**What the task requires:** Scan the entries for "struct". Every line that holds it is to be copied.

§ §

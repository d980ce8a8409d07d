use {
    crate::{Catalog, ResourceArn, SynthError},
    log::{debug, trace},
    std::str::FromStr,
};

/// An ARN matched to the catalog resource type it identifies.
#[derive(Clone, Debug, Eq, Hash, Ord, PartialEq, PartialOrd)]
pub struct ResolvedResource {
    service: String,
    resource_type: String,
    arn: ResourceArn,
}

impl ResolvedResource {
    pub fn new<S: Into<String>, T: Into<String>>(service: S, resource_type: T, arn: ResourceArn) -> Self {
        Self {
            service: service.into(),
            resource_type: resource_type.into(),
            arn,
        }
    }

    #[inline]
    pub fn service(&self) -> &str {
        &self.service
    }

    #[inline]
    pub fn resource_type(&self) -> &str {
        &self.resource_type
    }

    /// The ARN to place in a statement's `Resource` element.
    #[inline]
    pub fn arn(&self) -> &str {
        self.arn.as_str()
    }

    #[inline]
    pub fn resource_arn(&self) -> &ResourceArn {
        &self.arn
    }
}

/// Resolves ARNs to catalog resource types.
#[derive(Clone, Copy, Debug)]
pub struct ArnResolver<'a> {
    catalog: &'a Catalog,
}

impl<'a> ArnResolver<'a> {
    pub fn new(catalog: &'a Catalog) -> Self {
        Self {
            catalog,
        }
    }

    /// Resolve an ARN to the most specific resource type whose ARN format matches it. The service field is matched
    /// without regard to case and is written in lowercase in the resolved ARN.
    ///
    /// # Errors
    /// * `MalformedArn` if the string is not `arn:partition:service:region:account:resource`.
    /// * `UnknownService` if the service is not in the catalog.
    /// * `UnknownResourceType` if no resource type of the service matches.
    pub fn resolve(&self, arn: &str) -> Result<ResolvedResource, SynthError> {
        let parsed = ResourceArn::from_str(arn)?;
        let service = self.catalog.service(parsed.service())?;
        let parsed = if parsed.service() == service.prefix() {
            parsed
        } else {
            let (partition, region, account_id) = (parsed.partition(), parsed.region(), parsed.account_id());
            ResourceArn::new(partition, service.prefix(), region, account_id, parsed.resource())
        };

        for resource_type in service.resource_types_by_specificity() {
            if resource_type.matcher().is_match(parsed.as_str()) {
                trace!("{arn} resolved to {}:{}", service.prefix(), resource_type.name());
                return Ok(ResolvedResource::new(service.prefix(), resource_type.name(), parsed));
            }
        }

        debug!("{arn} matches no resource type of service {}", service.prefix());
        Err(SynthError::UnknownResourceType(arn.to_string()))
    }
}
use {
    crate::{from_str_json, AccessLevel},
    serde::{Deserialize, Serialize},
    std::{
        collections::BTreeMap,
        fmt::{Display, Formatter, Result as FmtResult},
    },
};

/// One item of a synthesis job.
#[derive(Clone, Debug, Deserialize, Eq, PartialEq, Serialize)]
#[serde(untagged)]
pub enum AccessRequest {
    /// Grant the given access levels on a resource.
    Arn {
        arn: String,
        access_levels: Vec<String>,
    },

    /// Grant specific actions of a service, written either as `Name` or `service:Name`.
    Actions {
        service: String,
        actions: Vec<String>,
    },

    /// Grant every wildcard-only action of a service at the given access levels.
    ServiceWildcard {
        service: String,
        wildcard_access_levels: Vec<String>,
    },

    /// Grant specific actions on `*`, written as `service:Name`. Only actions that cannot be resource-scoped are
    /// granted.
    WildcardOnly {
        wildcard_only_actions: Vec<String>,
    },
}

impl AccessRequest {
    pub fn arn<A: Into<String>, L: ToString>(arn: A, access_levels: &[L]) -> Self {
        Self::Arn {
            arn: arn.into(),
            access_levels: access_levels.iter().map(|l| l.to_string()).collect(),
        }
    }

    pub fn actions<S: Into<String>, A: ToString>(service: S, actions: &[A]) -> Self {
        Self::Actions {
            service: service.into(),
            actions: actions.iter().map(|a| a.to_string()).collect(),
        }
    }

    pub fn service_wildcard<S: Into<String>, L: ToString>(service: S, access_levels: &[L]) -> Self {
        Self::ServiceWildcard {
            service: service.into(),
            wildcard_access_levels: access_levels.iter().map(|l| l.to_string()).collect(),
        }
    }

    pub fn wildcard_only<A: ToString>(actions: &[A]) -> Self {
        Self::WildcardOnly {
            wildcard_only_actions: actions.iter().map(|a| a.to_string()).collect(),
        }
    }
}

impl Display for AccessRequest {
    fn fmt(&self, f: &mut Formatter) -> FmtResult {
        match self {
            Self::Arn {
                arn,
                access_levels,
            } => write!(f, "{arn} ({})", access_levels.join(", ")),
            Self::Actions {
                service,
                actions,
            } => write!(f, "{service}: {}", actions.join(", ")),
            Self::ServiceWildcard {
                service,
                wildcard_access_levels,
            } => write!(f, "{service}:* ({})", wildcard_access_levels.join(", ")),
            Self::WildcardOnly {
                wildcard_only_actions,
            } => f.write_str(&wildcard_only_actions.join(", ")),
        }
    }
}

/// A request template.
///
/// CRUD mode lists ARNs per access level plus wildcard-only actions; actions mode lists `service:Name` actions.
/// Empty strings, left behind when a template is scaffolded and only partially filled in, are ignored.
#[derive(Clone, Debug, Deserialize, Eq, PartialEq, Serialize)]
#[serde(tag = "mode", rename_all = "kebab-case")]
pub enum Template {
    Crud(CrudTemplate),
    Actions(ActionsTemplate),
}

#[derive(Clone, Debug, Default, Deserialize, Eq, PartialEq, Serialize)]
#[serde(deny_unknown_fields, rename_all = "kebab-case")]
pub struct CrudTemplate {
    #[serde(default)]
    pub name: Option<String>,
    #[serde(default)]
    pub read: Vec<String>,
    #[serde(default)]
    pub write: Vec<String>,
    #[serde(default)]
    pub list: Vec<String>,
    #[serde(default)]
    pub tagging: Vec<String>,
    #[serde(default)]
    pub permissions_management: Vec<String>,
    #[serde(default)]
    pub wildcard_only: WildcardOnlySection,
}

#[derive(Clone, Debug, Default, Deserialize, Eq, PartialEq, Serialize)]
#[serde(deny_unknown_fields, rename_all = "kebab-case")]
pub struct WildcardOnlySection {
    #[serde(default)]
    pub single_actions: Vec<String>,
    #[serde(default)]
    pub service_read: Vec<String>,
    #[serde(default)]
    pub service_write: Vec<String>,
    #[serde(default)]
    pub service_list: Vec<String>,
    #[serde(default)]
    pub service_tagging: Vec<String>,
    #[serde(default)]
    pub service_permissions_management: Vec<String>,
}

#[derive(Clone, Debug, Default, Deserialize, Eq, PartialEq, Serialize)]
#[serde(deny_unknown_fields)]
pub struct ActionsTemplate {
    #[serde(default)]
    pub name: Option<String>,
    #[serde(default)]
    pub actions: Vec<String>,
}

impl Template {
    pub fn name(&self) -> Option<&str> {
        match self {
            Self::Crud(t) => t.name.as_deref(),
            Self::Actions(t) => t.name.as_deref(),
        }
    }

    /// Convert the template to request items.
    pub fn requests(&self) -> Vec<AccessRequest> {
        match self {
            Self::Crud(t) => t.requests(),
            Self::Actions(t) => t.requests(),
        }
    }
}

from_str_json!(Template);

impl CrudTemplate {
    pub fn requests(&self) -> Vec<AccessRequest> {
        let mut result = Vec::new();
        let by_level = [
            (AccessLevel::Read, &self.read),
            (AccessLevel::Write, &self.write),
            (AccessLevel::List, &self.list),
            (AccessLevel::Tagging, &self.tagging),
            (AccessLevel::PermissionsManagement, &self.permissions_management),
        ];

        for (level, arns) in by_level {
            for arn in non_empty(arns) {
                result.push(AccessRequest::arn(arn, &[level]));
            }
        }

        let wildcard = &self.wildcard_only;
        let single_actions: Vec<&str> = non_empty(&wildcard.single_actions).collect();
        if !single_actions.is_empty() {
            result.push(AccessRequest::wildcard_only(&single_actions));
        }

        let services_by_level = [
            (AccessLevel::Read, &wildcard.service_read),
            (AccessLevel::Write, &wildcard.service_write),
            (AccessLevel::List, &wildcard.service_list),
            (AccessLevel::Tagging, &wildcard.service_tagging),
            (AccessLevel::PermissionsManagement, &wildcard.service_permissions_management),
        ];

        for (level, services) in services_by_level {
            for service in non_empty(services) {
                result.push(AccessRequest::service_wildcard(service, &[level]));
            }
        }

        result
    }
}

impl ActionsTemplate {
    /// One request per service. Entries without a `service:` prefix are passed through unchanged so that synthesis
    /// can report them.
    pub fn requests(&self) -> Vec<AccessRequest> {
        let mut by_service: BTreeMap<String, Vec<&str>> = BTreeMap::new();
        for action in non_empty(&self.actions) {
            let service = match action.split_once(':') {
                Some((service, _)) => service.to_ascii_lowercase(),
                None => String::new(),
            };
            by_service.entry(service).or_default().push(action);
        }

        by_service.into_iter().map(|(service, actions)| AccessRequest::actions(service, &actions)).collect()
    }
}

fn non_empty(entries: &[String]) -> impl Iterator<Item = &str> {
    entries.iter().map(|e| e.trim()).filter(|e| !e.is_empty())
}
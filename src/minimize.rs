use {
    crate::{Action, Catalog, Statement},
    log::trace,
    std::collections::{BTreeMap, BTreeSet},
};

/// Collapses statement actions into `service:Prefix*` wildcards that match nothing the statement did not already grant.
#[derive(Clone, Copy, Debug)]
pub struct Minimizer<'a> {
    catalog: &'a Catalog,
    min_chars: usize,
}

impl<'a> Minimizer<'a> {
    /// `min_chars` is the shortest action-name prefix that may be emitted.
    pub fn new(catalog: &'a Catalog, min_chars: usize) -> Self {
        Self {
            catalog,
            min_chars: min_chars.max(1),
        }
    }

    pub fn minimize_statement(&self, statement: &mut Statement) {
        let minimized = self.minimize(statement.action());
        statement.replace_actions(minimized);
    }

    /// Replace each action with the shortest prefix wildcard that matches no other action of its service outside
    /// `actions`. Actions of services missing from the catalog, and existing wildcards, are kept unchanged.
    pub fn minimize(&self, actions: &[Action]) -> Vec<Action> {
        let mut by_service: BTreeMap<&str, BTreeSet<String>> = BTreeMap::new();
        for action in actions {
            by_service.entry(action.service()).or_default().insert(action.action().to_ascii_lowercase());
        }

        let mut result = BTreeSet::new();
        for action in actions {
            let desired = &by_service[action.service()];
            let undesired: Vec<String> = match self.catalog.service(action.service()) {
                Ok(service) if !action.is_prefix() => service
                    .actions()
                    .iter()
                    .map(|a| a.name().to_ascii_lowercase())
                    .filter(|name| !desired.contains(name))
                    .collect(),
                _ => {
                    result.insert(action.clone());
                    continue;
                }
            };

            result.insert(self.shortest_prefix(action, &undesired));
        }

        result.into_iter().collect()
    }

    fn shortest_prefix(&self, action: &Action, undesired: &[String]) -> Action {
        let name = action.action();
        let lower = name.to_ascii_lowercase();

        for len in self.min_chars..name.len() {
            let prefix = &lower[..len];
            if undesired.iter().all(|u| !u.starts_with(prefix)) {
                if let Ok(minimized) = Action::new(action.service(), format!("{}*", &name[..len])) {
                    trace!("Minimized {action} to {minimized}");
                    return minimized;
                }
            }
        }

        action.clone()
    }
}

#[cfg(test)]
mod tests {
    use {
        crate::{catalog::fixture::catalog, Action, Minimizer},
        pretty_assertions::assert_eq,
        std::str::FromStr,
    };

    fn actions(names: &[&str]) -> Vec<Action> {
        names.iter().map(|n| Action::from_str(n).unwrap()).collect()
    }

    fn names(actions: &[Action]) -> Vec<String> {
        actions.iter().map(|a| a.to_string()).collect()
    }

    #[test_log::test]
    fn test_minimize() {
        let minimizer = Minimizer::new(catalog(), 0);

        // GetParameter, GetParameters and GetParametersByPath are the only ssm actions starting with "G".
        let result = minimizer.minimize(&actions(&["ssm:GetParameter", "ssm:GetParameters", "ssm:GetParametersByPath"]));
        assert_eq!(names(&result), vec!["ssm:G*"]);

        // GetObject alone cannot be shortened without also matching GetObjectAcl.
        let result = minimizer.minimize(&actions(&["s3:GetObject"]));
        assert_eq!(names(&result), vec!["s3:GetObject"]);

        let result = minimizer.minimize(&actions(&["s3:GetObject", "s3:GetObjectAcl"]));
        assert_eq!(names(&result), vec!["s3:GetO*"]);
    }

    #[test_log::test]
    fn test_min_chars() {
        let minimizer = Minimizer::new(catalog(), 5);
        let result = minimizer.minimize(&actions(&["ssm:GetParameter", "ssm:GetParameters", "ssm:GetParametersByPath"]));
        assert_eq!(names(&result), vec!["ssm:GetPa*"]);

        // A prefix at least as long as the name is never emitted.
        let minimizer = Minimizer::new(catalog(), 40);
        let result = minimizer.minimize(&actions(&["kms:ListKeys"]));
        assert_eq!(names(&result), vec!["kms:ListKeys"]);
    }

    #[test_log::test]
    fn test_passthrough() {
        let minimizer = Minimizer::new(catalog(), 1);
        let result = minimizer.minimize(&actions(&["frobozz:DoThing", "s3:Get*"]));
        assert_eq!(names(&result), vec!["frobozz:DoThing", "s3:Get*"]);
    }

    #[test_log::test]
    fn test_never_widens() {
        let minimizer = Minimizer::new(catalog(), 1);
        let desired = actions(&["iam:ListRoles", "iam:ListUsers"]);
        let result = minimizer.minimize(&desired);
        assert_eq!(names(&result), vec!["iam:ListR*", "iam:ListU*"]);

        for action in catalog().actions_for("iam").unwrap() {
            let granted = result.iter().any(|m| {
                action.name().to_ascii_lowercase().starts_with(&m.action().trim_end_matches('*').to_ascii_lowercase())
            });
            let wanted = desired.iter().any(|d| d.action() == action.name());
            assert_eq!(granted, wanted, "{}", action.name());
        }
    }
}
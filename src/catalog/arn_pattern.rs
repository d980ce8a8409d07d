use {
    lazy_static::lazy_static,
    log::{debug, trace},
    regex::Regex,
    std::fmt::{Display, Formatter, Result as FmtResult},
};

lazy_static! {
    static ref PLACEHOLDER: Regex = Regex::new(r"\$\{[^}]*\}").unwrap();
}

/// Matches any value in a partition, region, or account field.
const FIELD_PLACEHOLDER: &str = "[^:]*";

/// Matches a single resource segment.
const SEGMENT_PLACEHOLDER: &str = "[^/:]+";

/// Matches the remainder of a resource, slashes included (IAM paths, SSM parameter hierarchies, S3 keys).
const TRAILING_PLACEHOLDER: &str = ".+";

/// A resource-type ARN format such as `arn:${Partition}:s3:::${BucketName}/${ObjectName}`, compiled into a matcher.
///
/// The resource part is split into segments on `/` and `:`. Each `${...}` placeholder matches within one segment,
/// except that a placeholder forming the whole final segment (after at least one other segment) absorbs the rest
/// of the ARN. A format that is not a 6-part ARN never matches anything.
#[derive(Clone, Debug)]
pub struct ArnPattern {
    raw: String,
    regex: Option<Regex>,
    specificity: usize,
}

impl ArnPattern {
    pub fn new<S: Into<String>>(raw: S) -> Self {
        let raw = raw.into();
        match compile(&raw) {
            Some((regex, specificity)) => Self {
                raw,
                regex: Some(regex),
                specificity,
            },
            None => {
                debug!("ARN format {raw:?} cannot be compiled; it will never match");
                Self {
                    raw,
                    regex: None,
                    specificity: 0,
                }
            }
        }
    }

    #[inline]
    pub fn as_str(&self) -> &str {
        &self.raw
    }

    /// The number of literal resource segments before the first placeholder. Higher is more specific.
    #[inline]
    pub fn specificity(&self) -> usize {
        self.specificity
    }

    #[inline]
    pub fn is_valid(&self) -> bool {
        self.regex.is_some()
    }

    pub fn is_match(&self, arn: &str) -> bool {
        let result = match &self.regex {
            Some(regex) => regex.is_match(arn),
            None => false,
        };
        trace!("ARN format {} vs {arn}: {result}", self.raw);
        result
    }
}

impl Display for ArnPattern {
    fn fmt(&self, f: &mut Formatter) -> FmtResult {
        f.write_str(&self.raw)
    }
}

impl PartialEq for ArnPattern {
    fn eq(&self, other: &Self) -> bool {
        self.raw == other.raw
    }
}

impl Eq for ArnPattern {}

fn compile(raw: &str) -> Option<(Regex, usize)> {
    let parts: Vec<&str> = raw.splitn(6, ':').collect();
    if parts.len() != 6 || parts[0] != "arn" || parts[2].is_empty() || parts[5].is_empty() {
        return None;
    }

    let mut expr = String::from("^arn");
    for field in &parts[1..5] {
        expr.push(':');
        if field.is_empty() {
            // Resources without a region or account are written with an empty field, occasionally as `*`.
            expr.push_str(r"\*?");
        } else {
            expr.push_str(&translate(field, FIELD_PLACEHOLDER));
        }
    }
    expr.push(':');

    let segments = split_segments(parts[5]);
    let specificity = segments.iter().take_while(|(segment, _)| !PLACEHOLDER.is_match(segment)).count();
    let last = segments.len() - 1;

    for (i, (segment, separator)) in segments.iter().enumerate() {
        if i == last && i > 0 && is_whole_placeholder(segment) {
            expr.push_str(TRAILING_PLACEHOLDER);
        } else {
            expr.push_str(&translate(segment, SEGMENT_PLACEHOLDER));
        }

        if let Some(separator) = separator {
            expr.push_str(&regex::escape(&separator.to_string()));
        }
    }
    expr.push('$');

    match Regex::new(&expr) {
        Ok(regex) => Some((regex, specificity)),
        Err(e) => {
            debug!("ARN format {raw:?} produced an invalid expression {expr:?}: {e}");
            None
        }
    }
}

/// Split a resource part into segments, each paired with the separator that follows it.
fn split_segments(resource: &str) -> Vec<(&str, Option<char>)> {
    let mut segments = Vec::new();
    let mut start = 0;
    for (i, c) in resource.char_indices() {
        if c == '/' || c == ':' {
            segments.push((&resource[start..i], Some(c)));
            start = i + 1;
        }
    }
    segments.push((&resource[start..], None));
    segments
}

fn is_whole_placeholder(segment: &str) -> bool {
    PLACEHOLDER.find(segment).map(|m| m.start() == 0 && m.end() == segment.len()).unwrap_or(false)
}

/// Escape the literal parts of `text` and replace each placeholder with `replacement`.
fn translate(text: &str, replacement: &str) -> String {
    let mut result = String::with_capacity(text.len());
    let mut last = 0;
    for m in PLACEHOLDER.find_iter(text) {
        result.push_str(&regex::escape(&text[last..m.start()]));
        result.push_str(replacement);
        last = m.end();
    }
    result.push_str(&regex::escape(&text[last..]));
    result
}
#![warn(clippy::all)]
pub(crate) mod access_level;
pub(crate) mod action;
pub(crate) mod assembler;
pub(crate) mod builder;
pub(crate) mod catalog;
pub(crate) mod condition;
pub(crate) mod error;
pub(crate) mod expander;
pub(crate) mod minimize;
pub(crate) mod policy;
pub(crate) mod query;
pub(crate) mod request;
pub(crate) mod resolver;
pub(crate) mod resource;
pub(crate) mod statement;
pub(crate) mod synthesis;

#[macro_use]
pub(crate) mod serutil;

pub use {
    access_level::AccessLevel,
    action::Action,
    assembler::PolicyAssembler,
    builder::{StatementComposer, DEFAULT_MAX_DEPENDENCY_ROUNDS},
    catalog::{
        ActionDefinition, ArnPattern, Catalog, ConditionKeyDefinition, ResourceTypeDefinition, ServiceDefinition,
        ServiceMap,
    },
    condition::{Condition, ConditionBlock, ConditionMap, ConditionOp},
    error::SynthError,
    expander::{CandidateAction, Expander, Expansion, ResourceTarget},
    minimize::Minimizer,
    policy::{Policy, POLICY_VERSION},
    query::{CatalogQuery, ALL_SERVICES},
    request::{AccessRequest, ActionsTemplate, CrudTemplate, Template, WildcardOnlySection},
    resolver::{ArnResolver, ResolvedResource},
    resource::{Resource, ResourceArn, ResourceList},
    serutil::{ListKind, StringLikeList},
    statement::{Effect, ScopeKind, Statement, StatementBuilder, StatementBuilderError, StatementList},
    synthesis::{
        PolicySynthesizer, PolicySynthesizerBuilder, PolicySynthesizerBuilderError, RequestFailure, Synthesis,
        SynthesisNote,
    },
};
use {
    super::ArnPattern,
    serde::{Deserialize, Serialize},
};

/// A resource type within a service, e.g. S3's `object`, and the ARN format that identifies it.
#[derive(Clone, Debug, Deserialize, Eq, PartialEq, Serialize)]
#[serde(from = "ResourceTypeRecord")]
pub struct ResourceTypeDefinition {
    name: String,
    arn_pattern: String,
    condition_keys: Vec<String>,

    #[serde(skip_serializing)]
    matcher: ArnPattern,
}

#[derive(Deserialize)]
struct ResourceTypeRecord {
    name: String,
    arn_pattern: String,
    #[serde(default)]
    condition_keys: Vec<String>,
}

impl From<ResourceTypeRecord> for ResourceTypeDefinition {
    fn from(record: ResourceTypeRecord) -> Self {
        Self::new(record.name, record.arn_pattern, record.condition_keys)
    }
}

impl ResourceTypeDefinition {
    pub fn new<N: Into<String>, P: Into<String>>(name: N, arn_pattern: P, condition_keys: Vec<String>) -> Self {
        let arn_pattern = arn_pattern.into();
        Self {
            name: name.into(),
            matcher: ArnPattern::new(arn_pattern.clone()),
            arn_pattern,
            condition_keys,
        }
    }

    #[inline]
    pub fn name(&self) -> &str {
        &self.name
    }

    /// The raw ARN format, placeholders included.
    #[inline]
    pub fn arn_pattern(&self) -> &str {
        &self.arn_pattern
    }

    #[inline]
    pub fn condition_keys(&self) -> &[String] {
        &self.condition_keys
    }

    #[inline]
    pub fn matcher(&self) -> &ArnPattern {
        &self.matcher
    }
}

/// A condition key published by a service.
#[derive(Clone, Debug, Deserialize, Eq, PartialEq, Serialize)]
pub struct ConditionKeyDefinition {
    name: String,
    #[serde(default)]
    description: String,
    #[serde(default, rename = "type")]
    value_type: String,
}

impl ConditionKeyDefinition {
    pub fn new<N: Into<String>, D: Into<String>, T: Into<String>>(name: N, description: D, value_type: T) -> Self {
        Self {
            name: name.into(),
            description: description.into(),
            value_type: value_type.into(),
        }
    }

    #[inline]
    pub fn name(&self) -> &str {
        &self.name
    }

    #[inline]
    pub fn description(&self) -> &str {
        &self.description
    }

    /// The value type as published, e.g. `String`, `ARN`, `Bool`, `ArrayOfString`.
    #[inline]
    pub fn value_type(&self) -> &str {
        &self.value_type
    }
}
pub mod auth;
pub mod config;
pub mod db;
pub mod errors;
pub mod handlers;
pub mod models;
pub mod services;
pub mod state;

§ §

**Result of the exercise:**
pub struct ResolvedResource {
pub struct ArnResolver<'a> {
pub struct CrudTemplate {
pub struct WildcardOnlySection {
pub struct ActionsTemplate {
pub struct Minimizer<'a> {
pub struct ArnPattern {
pub struct ResourceTypeDefinition {
struct ResourceTypeRecord {
pub struct ConditionKeyDefinition {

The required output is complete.